Cette étude est l’une des premières à s’intéresser à la relation qui pourrait exister entre SJSR et DE. Malgré ses limites (diagnostic de la DE par une seule question et non par un questionnaire validé comme l’IIEF, étude transversale et non longitudinale…), elle a le mérite d’objectiver la probabilité  d’une telle association au moins sur le plan clinique. Elle suggère également que  plus le SJSR est sévère, plus le risque de DE est élevé.

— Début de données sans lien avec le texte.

//! Downloader configuration.
//!
//! [`DownloaderConfig`] is the one value a host application needs to build a
//! [`Downloader`](crate::Downloader): the download root plus the executor and
//! notification defaults that requests inherit.

use std::path::{Path, PathBuf};
use std::time::Duration;

use thiserror::Error;

use crate::download::constants::{
    DEFAULT_PARALLELISM, DEFAULT_READ_TIMEOUT, MAX_PARALLELISM, MIN_PARALLELISM,
};
use crate::download::{ExecutorOptions, ProgressNotifyStrategy};

/// Errors raised while validating a configuration or building a downloader.
#[derive(Debug, Error)]
pub enum ConfigError {
    /// Parallelism outside the supported range.
    #[error("invalid parallelism {value}: must be between {MIN_PARALLELISM} and {MAX_PARALLELISM}")]
    InvalidParallelism {
        /// The rejected value.
        value: usize,
    },

    /// Progress step outside `1..=100`.
    #[error("invalid progress step {value}: must be between 1 and 100")]
    InvalidProgressStep {
        /// The rejected value.
        value: u8,
    },

    /// The downloader was built outside a Tokio runtime.
    #[error("no Tokio runtime available; build the downloader from within a runtime")]
    NoRuntime,

    /// The HTTP client could not be constructed.
    #[error("failed to build HTTP client: {0}")]
    HttpClient(#[source] reqwest::Error),

    /// The notification dispatcher thread could not be started.
    #[error("failed to start notification dispatcher: {0}")]
    Dispatcher(#[source] std::io::Error),
}

/// Configuration for a [`Downloader`](crate::Downloader).
///
/// ```
/// use resumable_downloader::DownloaderConfig;
///
/// let config = DownloaderConfig::builder("/tmp/downloads")
///     .parallelism(4)
///     .prefer_breakpoint(true)
///     .build()
///     .unwrap();
/// assert_eq!(config.parallelism(), 4);
/// ```
#[derive(Debug, Clone)]
pub struct DownloaderConfig {
    directory: PathBuf,
    parallelism: usize,
    prefer_breakpoint: bool,
    progress_notify_strategy: ProgressNotifyStrategy,
    read_timeout: Duration,
}

impl DownloaderConfig {
    /// Starts a builder rooted at `directory`.
    #[must_use]
    pub fn builder(directory: impl Into<PathBuf>) -> DownloaderConfigBuilder {
        DownloaderConfigBuilder {
            config: Self {
                directory: directory.into(),
                parallelism: DEFAULT_PARALLELISM,
                prefer_breakpoint: false,
                progress_notify_strategy: ProgressNotifyStrategy::default(),
                read_timeout: DEFAULT_READ_TIMEOUT,
            },
        }
    }

    /// Root of the download directory tree.
    #[must_use]
    pub fn directory(&self) -> &Path {
        &self.directory
    }

    /// Maximum number of concurrent transfers.
    #[must_use]
    pub fn parallelism(&self) -> usize {
        self.parallelism
    }

    /// Breakpoint preference for requests that do not set one.
    #[must_use]
    pub fn prefer_breakpoint(&self) -> bool {
        self.prefer_breakpoint
    }

    /// Progress policy for requests that do not set one.
    #[must_use]
    pub fn progress_notify_strategy(&self) -> ProgressNotifyStrategy {
        self.progress_notify_strategy
    }

    /// Idle timeout while reading a response body.
    #[must_use]
    pub fn read_timeout(&self) -> Duration {
        self.read_timeout
    }

    /// Checks every field against its valid range.
    ///
    /// # Errors
    ///
    /// Returns [`ConfigError::InvalidParallelism`] or
    /// [`ConfigError::InvalidProgressStep`].
    pub fn validate(&self) -> Result<(), ConfigError> {
        if !(MIN_PARALLELISM..=MAX_PARALLELISM).contains(&self.parallelism) {
            return Err(ConfigError::InvalidParallelism {
                value: self.parallelism,
            });
        }
        let ProgressNotifyStrategy::WhenProgressIncreased { step } = self.progress_notify_strategy;
        if !(1..=100).contains(&step) {
            return Err(ConfigError::InvalidProgressStep { value: step });
        }
        Ok(())
    }

    pub(crate) fn executor_options(&self) -> ExecutorOptions {
        ExecutorOptions {
            parallelism: self.parallelism,
            prefer_breakpoint: self.prefer_breakpoint,
            read_timeout: self.read_timeout,
        }
    }
}

/// Builder for [`DownloaderConfig`].
#[derive(Debug, Clone)]
#[must_use]
pub struct DownloaderConfigBuilder {
    config: DownloaderConfig,
}

impl DownloaderConfigBuilder {
    /// Sets the maximum number of concurrent transfers.
    pub fn parallelism(mut self, parallelism: usize) -> Self {
        self.config.parallelism = parallelism;
        self
    }

    /// Sets the default breakpoint preference.
    pub fn prefer_breakpoint(mut self, prefer_breakpoint: bool) -> Self {
        self.config.prefer_breakpoint = prefer_breakpoint;
        self
    }

    /// Sets the default progress policy.
    pub fn progress_notify_strategy(mut self, strategy: ProgressNotifyStrategy) -> Self {
        self.config.progress_notify_strategy = strategy;
        self
    }

    /// Sets the body read timeout.
    pub fn read_timeout(mut self, timeout: Duration) -> Self {
        self.config.read_timeout = timeout;
        self
    }

    /// Validates and returns the configuration.
    ///
    /// # Errors
    ///
    /// See [`DownloaderConfig::validate`].
    pub fn build(self) -> Result<DownloaderConfig, ConfigError> {
        self.config.validate()?;
        Ok(self.config)
    }
}
//! Directory-scoped maintenance on top of a [`Downloader`].

use std::collections::HashSet;
use std::io;
use std::path::{Path, PathBuf};

use tracing::debug;

use super::directory::final_file_name;
use super::registry::Downloader;

/// View of one logical subdirectory of the download root.
///
/// Obtained through [`Downloader::dir`]. The empty name is the root itself.
#[derive(Debug, Clone)]
pub struct DirScope {
    downloader: Downloader,
    dirname: String,
}

impl Downloader {
    /// Returns the maintenance view of `dirname`.
    #[must_use]
    pub fn dir(&self, dirname: impl Into<String>) -> DirScope {
        DirScope {
            downloader: self.clone(),
            dirname: dirname.into(),
        }
    }
}

impl DirScope {
    /// The logical subdirectory name.
    #[must_use]
    pub fn dirname(&self) -> &str {
        &self.dirname
    }

    /// Deletes every temp file of the scope that does not back an active task.
    ///
    /// Returns the number of deleted files.
    pub fn delete_temp_files(&self) -> usize {
        let inner = &self.downloader.inner;
        // registrations wait until the sweep is done
        let guard = inner.state.lock();
        let in_use: HashSet<PathBuf> = guard
            .borrow()
            .active
            .values()
            .map(|entry| entry.temp.clone())
            .collect();
        let deleted = inner
            .directory
            .delete_temp_files(&self.dirname, |path| !in_use.contains(path));
        drop(guard);
        debug!(dirname = %self.dirname, deleted, "deleted temp files");
        deleted
    }

    /// Deletes every final file of the scope.
    pub fn delete_final_files(&self) -> usize {
        self.delete_final_files_where(|_| true)
    }

    /// Deletes every final file of the scope except the one for `url`.
    pub fn delete_final_files_except(&self, url: &str) -> usize {
        let keep = final_file_name(url);
        self.delete_final_files_where(|path| {
            path.file_name().and_then(|name| name.to_str()) != Some(keep.as_str())
        })
    }

    /// Deletes the final files of the scope for which `filter` returns true.
    pub fn delete_final_files_where(&self, filter: impl FnMut(&Path) -> bool) -> usize {
        let deleted = self
            .downloader
            .inner
            .directory
            .delete_final_files(&self.dirname, filter);
        debug!(dirname = %self.dirname, deleted, "deleted final files");
        deleted
    }

    /// Final file downloaded for `url`, if present.
    #[must_use]
    pub fn final_file(&self, url: &str) -> Option<PathBuf> {
        self.downloader
            .inner
            .directory
            .existing_final_file(&self.dirname, url)
    }

    /// Final file called `name`, if present.
    #[must_use]
    pub fn final_file_by_name(&self, name: &str) -> Option<PathBuf> {
        self.downloader
            .inner
            .directory
            .final_file_by_name(&self.dirname, name)
    }

    /// Lists the final files of the scope.
    ///
    /// # Errors
    ///
    /// Returns an IO error if the scope cannot be read.
    pub fn list_final_files(&self) -> io::Result<Vec<PathBuf>> {
        self.downloader.inner.directory.list_final_files(&self.dirname)
    }

    /// Moves `file` into the scope as `name` (its own name when empty),
    /// replacing any existing file.
    ///
    /// # Errors
    ///
    /// Returns `InvalidInput` for temp-extension or non-plain names, otherwise
    /// the IO error of the move.
    pub fn take_file(&self, file: &Path, name: &str) -> io::Result<PathBuf> {
        self.downloader
            .inner
            .directory
            .take_file(&self.dirname, file, name)
    }
}

#[cfg(test)]
#[allow(clippy::unwrap_used)]
mod tests {
    use std::sync::Arc;

    use tempfile::TempDir;

    use crate::download::DownloadRequest;
    use crate::download::registry::tests::{CancelMode, FakeExecutor, downloader};

    #[test]
    fn test_delete_temp_files_keeps_active_task_temp() {
        let dir = TempDir::new().unwrap();
        let executor = FakeExecutor::new(CancelMode::Deferred);
        let downloader = downloader(dir.path(), Arc::clone(&executor));

        downloader.add_task(DownloadRequest::builder().dirname("apk").build("https://x/live.apk"));
        let (_, live_temp, _) = executor.submission(0);
        std::fs::write(&live_temp, b"live").unwrap();
        let stale = live_temp.with_file_name("deadbeef.temp");
        std::fs::write(&stale, b"stale").unwrap();

        assert_eq!(downloader.dir("apk").delete_temp_files(), 1);
        assert!(live_temp.exists());
        assert!(!stale.exists());
    }

    #[test]
    fn test_final_file_lookup_and_selective_delete() {
        let dir = TempDir::new().unwrap();
        let executor = FakeExecutor::new(CancelMode::Deferred);
        let downloader = downloader(dir.path(), Arc::clone(&executor));

        for (index, url) in ["https://x/a.zip", "https://x/b.zip"].iter().enumerate() {
            downloader.add_task(DownloadRequest::new(*url));
            let (_, temp, updater) = executor.submission(index);
            std::fs::write(&temp, url.as_bytes()).unwrap();
            updater.notify_success();
        }

        let scope = downloader.dir("");
        let a = scope.final_file("https://x/a.zip").unwrap();
        assert!(scope.final_file("https://x/b.zip").is_some());
        let a_name = a.file_name().unwrap().to_str().unwrap().to_string();
        assert_eq!(scope.final_file_by_name(&a_name), Some(a.clone()));

        assert_eq!(scope.delete_final_files_except("https://x/a.zip"), 1);
        assert!(a.exists());
        assert!(scope.final_file("https://x/b.zip").is_none());

        assert_eq!(scope.delete_final_files(), 1);
        assert!(scope.list_final_files().unwrap().is_empty());
    }

    #[test]
    fn test_take_file_moves_into_scope_and_rejects_temp() {
        let dir = TempDir::new().unwrap();
        let outside = TempDir::new().unwrap();
        let executor = FakeExecutor::new(CancelMode::Deferred);
        let downloader = downloader(dir.path(), executor);
        let scope = downloader.dir("docs");

        let source = outside.path().join("report.pdf");
        std::fs::write(&source, b"pdf").unwrap();
        let taken = scope.take_file(&source, "").unwrap();
        assert_eq!(taken, dir.path().join("docs").join("report.pdf"));
        assert!(!source.exists());
        assert_eq!(scope.final_file_by_name("report.pdf"), Some(taken));

        let temp = outside.path().join("x.temp");
        std::fs::write(&temp, b"t").unwrap();
        let err = scope.take_file(&temp, "").unwrap_err();
        assert_eq!(err.kind(), std::io::ErrorKind::InvalidInput);
    }
}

Quant aux mécanismes pouvant expliquer ce lien entre le SJSR et la DE, ils restent pour le moment incertains. Les auteurs proposent deux hypothèses :

  • Un déficit dopaminergique dans le système nerveux central pourrait être, au moins partiellement, à l’origine de ces deux entités. On connaît le rôle stimulant ou au moins facilitant de la dopamine sur la fonction sexuelle.
  • les troubles du sommeil (en particulier les apnées du sommeil), fréquents dans le SJSR, pourraient affecter la fonction sexuelle

Mais la méthodologie de cette étude ne permet pas de déterminer si c’est le SJSR qui est à l’origine de la DE ou l’inverse. Ni de préciser si les deux entités pourraient avoir les mêmes déterminants physiopathologiques.  Il sera intéressant d’approfondir nos connaissances à ce sujet dans de  futures études, particulièrement prospectives et longitudinales .

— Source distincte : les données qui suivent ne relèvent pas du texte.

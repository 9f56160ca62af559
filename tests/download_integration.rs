//! Integration tests for the downloader.
//!
//! These tests drive the full registry + HTTP executor flow against mock
//! HTTP servers.

#![allow(clippy::unwrap_used)]

mod support;

use std::path::PathBuf;
use std::sync::Arc;
use std::time::Duration;

use resumable_downloader::download::{final_file_name, temp_file_name};
use resumable_downloader::{
    DownloadError, DownloadInfo, DownloadRequest, Downloader, DownloaderConfig, ErrorKind,
    HttpTransferExecutor, InfoSubscription, SubmitError, TransferExecutor, TransferUpdater,
};
use support::socket_guard::start_mock_server_or_skip;
use tempfile::TempDir;
use wiremock::matchers::{header, method, path};
use wiremock::{Match, Mock, Request, ResponseTemplate};

/// Matches requests that carry no `Range` header.
struct NoRangeHeader;

impl Match for NoRangeHeader {
    fn matches(&self, request: &Request) -> bool {
        !request.headers.contains_key("range")
    }
}

fn downloader(root: &std::path::Path) -> Downloader {
    let config = DownloaderConfig::builder(root).build().unwrap();
    Downloader::new(config).unwrap()
}

/// Collects events until the first terminal one.
async fn until_terminal(subscription: &mut InfoSubscription) -> Vec<DownloadInfo> {
    let mut events = Vec::new();
    loop {
        let info = tokio::time::timeout(Duration::from_secs(10), subscription.recv())
            .await
            .expect("timed out waiting for download events")
            .unwrap();
        let terminal = info.is_terminal();
        events.push(info);
        if terminal {
            return events;
        }
    }
}

fn labels(events: &[DownloadInfo]) -> Vec<&'static str> {
    let mut labels: Vec<&'static str> = events.iter().map(DownloadInfo::label).collect();
    labels.dedup();
    labels
}

#[tokio::test(flavor = "multi_thread")]
async fn test_download_publishes_hashed_final_file() {
    let Some(mock_server) = start_mock_server_or_skip().await else {
        return;
    };
    let content = vec![7u8; 64 * 1024];
    Mock::given(method("GET"))
        .and(path("/a.zip"))
        .respond_with(ResponseTemplate::new(200).set_body_bytes(content.clone()))
        .mount(&mock_server)
        .await;

    let temp_dir = TempDir::new().unwrap();
    let downloader = downloader(temp_dir.path());
    let url = format!("{}/a.zip", mock_server.uri());
    let mut events = downloader.subscribe(Some(url.clone()));

    let request = DownloadRequest::builder()
        .prefer_breakpoint(Some(true))
        .build(&url);
    let file = downloader.download(request).await.unwrap();

    assert_eq!(file, temp_dir.path().join(final_file_name(&url)));
    assert!(file.to_string_lossy().ends_with(".zip"));
    assert_eq!(std::fs::read(&file).unwrap(), content);
    assert!(!temp_dir.path().join(temp_file_name(&url)).exists());
    assert!(downloader.get_active_info(&url).is_none());
    assert!(!downloader.has_task(&url));

    let events = until_terminal(&mut events).await;
    assert_eq!(labels(&events), vec!["initialized", "progress", "success"]);
    let percents: Vec<u8> = events
        .iter()
        .filter_map(|info| match info {
            DownloadInfo::Progress(progress) => Some(progress.percent),
            _ => None,
        })
        .collect();
    assert!(percents.windows(2).all(|pair| pair[0] <= pair[1]));
    assert_eq!(percents.iter().filter(|&&p| p == 100).count(), 1);
}

#[tokio::test(flavor = "multi_thread")]
async fn test_breakpoint_resume_appends_remaining_bytes() {
    let Some(mock_server) = start_mock_server_or_skip().await else {
        return;
    };
    Mock::given(method("GET"))
        .and(path("/resume.bin"))
        .and(header("range", "bytes=5-"))
        .respond_with(ResponseTemplate::new(206).set_body_bytes(b"56789".to_vec()))
        .expect(1)
        .mount(&mock_server)
        .await;

    let temp_dir = TempDir::new().unwrap();
    let downloader = downloader(temp_dir.path());
    let url = format!("{}/resume.bin", mock_server.uri());
    std::fs::write(temp_dir.path().join(temp_file_name(&url)), b"01234").unwrap();

    let request = DownloadRequest::builder()
        .prefer_breakpoint(Some(true))
        .build(&url);
    let file = downloader.download(request).await.unwrap();

    assert_eq!(std::fs::read(file).unwrap(), b"0123456789");
}

#[tokio::test(flavor = "multi_thread")]
async fn test_range_not_satisfiable_restarts_from_zero() {
    let Some(mock_server) = start_mock_server_or_skip().await else {
        return;
    };
    Mock::given(method("GET"))
        .and(path("/stale.bin"))
        .and(header("range", "bytes=10-"))
        .respond_with(ResponseTemplate::new(416))
        .mount(&mock_server)
        .await;
    Mock::given(method("GET"))
        .and(path("/stale.bin"))
        .and(NoRangeHeader)
        .respond_with(ResponseTemplate::new(200).set_body_bytes(b"hello world".to_vec()))
        .mount(&mock_server)
        .await;

    let temp_dir = TempDir::new().unwrap();
    let downloader = downloader(temp_dir.path());
    let url = format!("{}/stale.bin", mock_server.uri());
    std::fs::write(temp_dir.path().join(temp_file_name(&url)), b"XXXXXXXXXX").unwrap();

    let request = DownloadRequest::builder()
        .prefer_breakpoint(Some(true))
        .build(&url);
    let file = downloader.download(request).await.unwrap();

    assert_eq!(std::fs::read(file).unwrap(), b"hello world");
}

#[tokio::test(flavor = "multi_thread")]
async fn test_range_ignored_by_server_rewrites_from_zero() {
    let Some(mock_server) = start_mock_server_or_skip().await else {
        return;
    };
    Mock::given(method("GET"))
        .and(path("/ignored.bin"))
        .respond_with(ResponseTemplate::new(200).set_body_bytes(b"abc".to_vec()))
        .expect(1)
        .mount(&mock_server)
        .await;

    let temp_dir = TempDir::new().unwrap();
    let downloader = downloader(temp_dir.path());
    let url = format!("{}/ignored.bin", mock_server.uri());
    std::fs::write(temp_dir.path().join(temp_file_name(&url)), b"ZZZZZZZZZZ").unwrap();

    let request = DownloadRequest::builder()
        .prefer_breakpoint(Some(true))
        .build(&url);
    let file = downloader.download(request).await.unwrap();

    assert_eq!(std::fs::read(file).unwrap(), b"abc");
    let requests = mock_server.received_requests().await.unwrap();
    assert_eq!(
        requests[0].headers.get("range").and_then(|v| v.to_str().ok()),
        Some("bytes=10-")
    );
}

#[tokio::test(flavor = "multi_thread")]
async fn test_range_error_status_is_http_error() {
    let Some(mock_server) = start_mock_server_or_skip().await else {
        return;
    };
    Mock::given(method("GET"))
        .and(path("/broken.bin"))
        .and(header("range", "bytes=4-"))
        .respond_with(ResponseTemplate::new(500))
        .expect(1)
        .mount(&mock_server)
        .await;

    let temp_dir = TempDir::new().unwrap();
    let downloader = downloader(temp_dir.path());
    let url = format!("{}/broken.bin", mock_server.uri());
    let temp = temp_dir.path().join(temp_file_name(&url));
    std::fs::write(&temp, b"0123").unwrap();

    let request = DownloadRequest::builder()
        .prefer_breakpoint(Some(true))
        .build(&url);
    let error = downloader.download(request).await.unwrap_err();

    assert_eq!(error.kind(), ErrorKind::HttpStatus(500));
    assert!(temp.exists());
    assert_eq!(mock_server.received_requests().await.unwrap().len(), 1);
}

#[tokio::test(flavor = "multi_thread")]
async fn test_http_error_status_fails_and_discards_temp() {
    let Some(mock_server) = start_mock_server_or_skip().await else {
        return;
    };
    Mock::given(method("GET"))
        .and(path("/missing.pdf"))
        .respond_with(ResponseTemplate::new(404))
        .mount(&mock_server)
        .await;

    let temp_dir = TempDir::new().unwrap();
    let downloader = downloader(temp_dir.path());
    let url = format!("{}/missing.pdf", mock_server.uri());

    let error = downloader.download(DownloadRequest::new(&url)).await.unwrap_err();
    assert_eq!(error.kind(), ErrorKind::HttpStatus(404));
    assert!(!error.is_cancelled());
    assert!(!temp_dir.path().join(temp_file_name(&url)).exists());
    assert!(downloader.dir("").final_file(&url).is_none());
}

#[tokio::test(flavor = "multi_thread")]
async fn test_concurrent_requests_share_one_transfer() {
    let Some(mock_server) = start_mock_server_or_skip().await else {
        return;
    };
    Mock::given(method("GET"))
        .and(path("/shared.iso"))
        .respond_with(
            ResponseTemplate::new(200)
                .set_body_bytes(b"iso".to_vec())
                .set_delay(Duration::from_millis(300)),
        )
        .mount(&mock_server)
        .await;

    let temp_dir = TempDir::new().unwrap();
    let downloader = downloader(temp_dir.path());
    let url = format!("{}/shared.iso", mock_server.uri());
    let mut events = downloader.subscribe(Some(url.clone()));

    assert!(downloader.add_task(DownloadRequest::new(&url)));
    assert!(downloader.add_task(DownloadRequest::new(&url)));
    let (first, second) = tokio::join!(
        downloader.download(DownloadRequest::new(&url)),
        downloader.download(DownloadRequest::new(&url)),
    );
    assert_eq!(first.unwrap(), second.unwrap());

    let events = until_terminal(&mut events).await;
    let initialized = events
        .iter()
        .filter(|info| matches!(info, DownloadInfo::Initialized { .. }))
        .count();
    assert_eq!(initialized, 1);
    assert_eq!(mock_server.received_requests().await.unwrap().len(), 1);
}

#[tokio::test(flavor = "multi_thread")]
async fn test_request_during_cancellation_starts_after_cancelled_attempt() {
    let Some(mock_server) = start_mock_server_or_skip().await else {
        return;
    };
    Mock::given(method("GET"))
        .and(path("/retry.bin"))
        .respond_with(
            ResponseTemplate::new(200)
                .set_body_bytes(b"second attempt".to_vec())
                .set_delay(Duration::from_millis(500)),
        )
        .mount(&mock_server)
        .await;

    let temp_dir = TempDir::new().unwrap();
    let downloader = downloader(temp_dir.path());
    let url = format!("{}/retry.bin", mock_server.uri());
    let mut events = downloader.subscribe(Some(url.clone()));

    assert!(downloader.add_task(DownloadRequest::new(&url)));
    tokio::time::sleep(Duration::from_millis(100)).await;
    downloader.cancel_task(&url);
    assert!(downloader.add_task(DownloadRequest::new(&url)));

    let first = until_terminal(&mut events).await;
    assert_eq!(labels(&first), vec!["initialized", "cancelling", "error"]);
    match first.last() {
        Some(DownloadInfo::Error { error, .. }) => assert!(error.is_cancelled()),
        other => panic!("expected cancellation error, got {other:?}"),
    }

    let second = until_terminal(&mut events).await;
    assert_eq!(second.first().map(DownloadInfo::label), Some("initialized"));
    let file = match second.last() {
        Some(DownloadInfo::Success { file, .. }) => file.clone(),
        other => panic!("expected success, got {other:?}"),
    };
    assert_eq!(std::fs::read(file).unwrap(), b"second attempt");
}

#[tokio::test(flavor = "multi_thread")]
async fn test_cancel_unknown_url_emits_nothing() {
    let temp_dir = TempDir::new().unwrap();
    let downloader = downloader(temp_dir.path());
    let mut events = downloader.subscribe(None);

    downloader.cancel_task("https://example.invalid/unknown.bin");
    tokio::time::sleep(Duration::from_millis(100)).await;
    assert!(events.try_recv().is_none());
}

/// Executor that refuses all work.
struct ClosedExecutor;

impl TransferExecutor for ClosedExecutor {
    fn submit(
        &self,
        _request: DownloadRequest,
        _file: PathBuf,
        _updater: Arc<dyn TransferUpdater>,
    ) -> Result<(), SubmitError> {
        Err(SubmitError::Shutdown)
    }

    fn cancel(&self, _url: &str) {}
}

#[test]
fn test_custom_executor_rejection_surfaces_as_submit_failed() {
    let temp_dir = TempDir::new().unwrap();
    let config = DownloaderConfig::builder(temp_dir.path()).build().unwrap();
    let downloader = Downloader::with_executor(config, Arc::new(ClosedExecutor)).unwrap();

    let error =
        tokio_test::block_on(downloader.download(DownloadRequest::new("https://x/a.zip")))
            .unwrap_err();
    assert_eq!(error.kind(), ErrorKind::SubmitFailed);
    assert!(!downloader.has_task("https://x/a.zip"));
}

#[tokio::test(flavor = "multi_thread")]
async fn test_shutdown_executor_rejects_new_downloads() {
    let temp_dir = TempDir::new().unwrap();
    let config = DownloaderConfig::builder(temp_dir.path()).build().unwrap();
    let executor = Arc::new(HttpTransferExecutor::new(Default::default()).unwrap());
    executor.shutdown();
    let downloader = Downloader::with_executor(config, executor).unwrap();

    let error = downloader
        .download(DownloadRequest::new("https://x/a.zip"))
        .await
        .unwrap_err();
    assert!(matches!(&*error, DownloadError::SubmitFailed { .. }));
}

Quoiqu’il en soit,  dans l’état actuel de nos connaissances,  il est trop tôt pour élaborer des stratégies thérapeutiques communes au SJSR et à la DE. Particulièrement nous ne savons pas si les nouvelles molécules actives au niveau central sur le SJSR (ropinirole, pramipexole) améliorent la DE. Il nous faudra cependant penser à la possibilité d’une DE associée en cas de SJSR d’intensité moyenne à sévère.

Enfin, cette étude soulève une dernière question : qu’en est-il de la fonction sexuelle des femmes souffrant de SJSR ? Est-elle également perturbée ? Les seuls éléments de réponse dont nous disposons pour le moment sont les constatations récentes du Pr Waldinger, rapportées dans le n°3 de notre Bulletin Electronique,  sur l’association fréquente du SJSR et du Syndrome d’Excitation  Génitale  Persistante.